How to Sell Books Across Myanmar
Myay Hmone Lwin is a busy man. On top of running his own publishers, NDSP, a bookshop at Pearl Condo, the Yangon Book Plaza in downtown, a nascent translation association and the Irrawaddy Literature Festival he is also the founder of WE Distribution, a book delivery service …
Started in 2016, Myay Hmon Lwin obviously saw a gap in the national market for book access. With very few bookshops outside of Mandalay and Yangon and with a majority rural population, many publishers and writers are confined to selling their books to a minority of readers (despite this, they still manage to sell a similar number of titles as we do in the UK which demonstrates the Burmese well-deserved reputation as a nation of readers).
WE Distribution takes their orders on Facebook messenger (where they have 90,000 followers) and delivers books by bicycle across Yangon and Mandalay. For deliveries to other urban cities and smaller towns and villages the company relies on the Myanmar Post and Telecommunication service, promising, according to this Myanmar Times article, to deliver any book across the country within a week for only 1000 Kyat payable to the postman.

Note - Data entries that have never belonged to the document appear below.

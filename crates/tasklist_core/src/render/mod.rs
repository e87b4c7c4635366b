pub mod table;

pub use table::{COLUMNS, Column, EMPTY_LIST_MESSAGE, TableRenderer};
use crate::error::AppError;
use crate::model::Task;
use std::path::{Path, PathBuf};

const STORE_FILE_NAME: &str = "tasklist.json";
const STORE_ENV_VAR: &str = "TASKLIST_STORE_PATH";

/// `TASKLIST_STORE_PATH` when set, otherwise `tasklist.json` in the working
/// directory.
pub fn store_path() -> PathBuf {
    if let Ok(path) = std::env::var(STORE_ENV_VAR)
        && !path.trim().is_empty()
    {
        return PathBuf::from(path);
    }
    PathBuf::from(STORE_FILE_NAME)
}

/// Reads the whole snapshot. A missing file is an empty list; anything that
/// does not decode into fully valid tasks is `invalid_data`.
pub fn load_tasks(path: &Path) -> Result<Vec<Task>, AppError> {
    if !path.exists() {
        tracing::debug!(path = %path.display(), "no task store yet");
        return Ok(Vec::new());
    }

    let content = std::fs::read_to_string(path)
        .map_err(|err| AppError::io(format!("{}: {}", path.display(), err)))?;
    let tasks: Vec<Task> = serde_json::from_str(&content).map_err(|err| {
        AppError::invalid_data(format!("invalid task store {}: {}", path.display(), err))
    })?;

    tracing::info!(path = %path.display(), count = tasks.len(), "loaded tasks");
    Ok(tasks)
}

/// Overwrites the file with the full list.
pub fn save_tasks(path: &Path, tasks: &[Task]) -> Result<(), AppError> {
    if let Some(parent) = path.parent()
        && !parent.as_os_str().is_empty()
    {
        std::fs::create_dir_all(parent).map_err(|err| AppError::io(err.to_string()))?;
    }

    let content = serde_json::to_string_pretty(tasks)
        .map_err(|err| AppError::invalid_data(err.to_string()))?;
    std::fs::write(path, content).map_err(|err| AppError::io(err.to_string()))?;

    #[cfg(unix)]
    {
        use std::os::unix::fs::PermissionsExt;
        let permissions = std::fs::Permissions::from_mode(0o600);
        std::fs::set_permissions(path, permissions).map_err(|err| AppError::io(err.to_string()))?;
    }

    tracing::info!(path = %path.display(), count = tasks.len(), "saved tasks");
    Ok(())
}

This last point will be the key to WE Distributions success. Credit Cards are still a rarity in Myanmar, as are payment processing systems in shops. Paypal has yet to really work while most bookshops and publishers dont make their back catalogue available as e-books. By being able to pay in cash for the delivery (and presumably for the book itself), its an intermediary service that fills in the technological gap as Myanmar transitions into a 21st Century mode of business.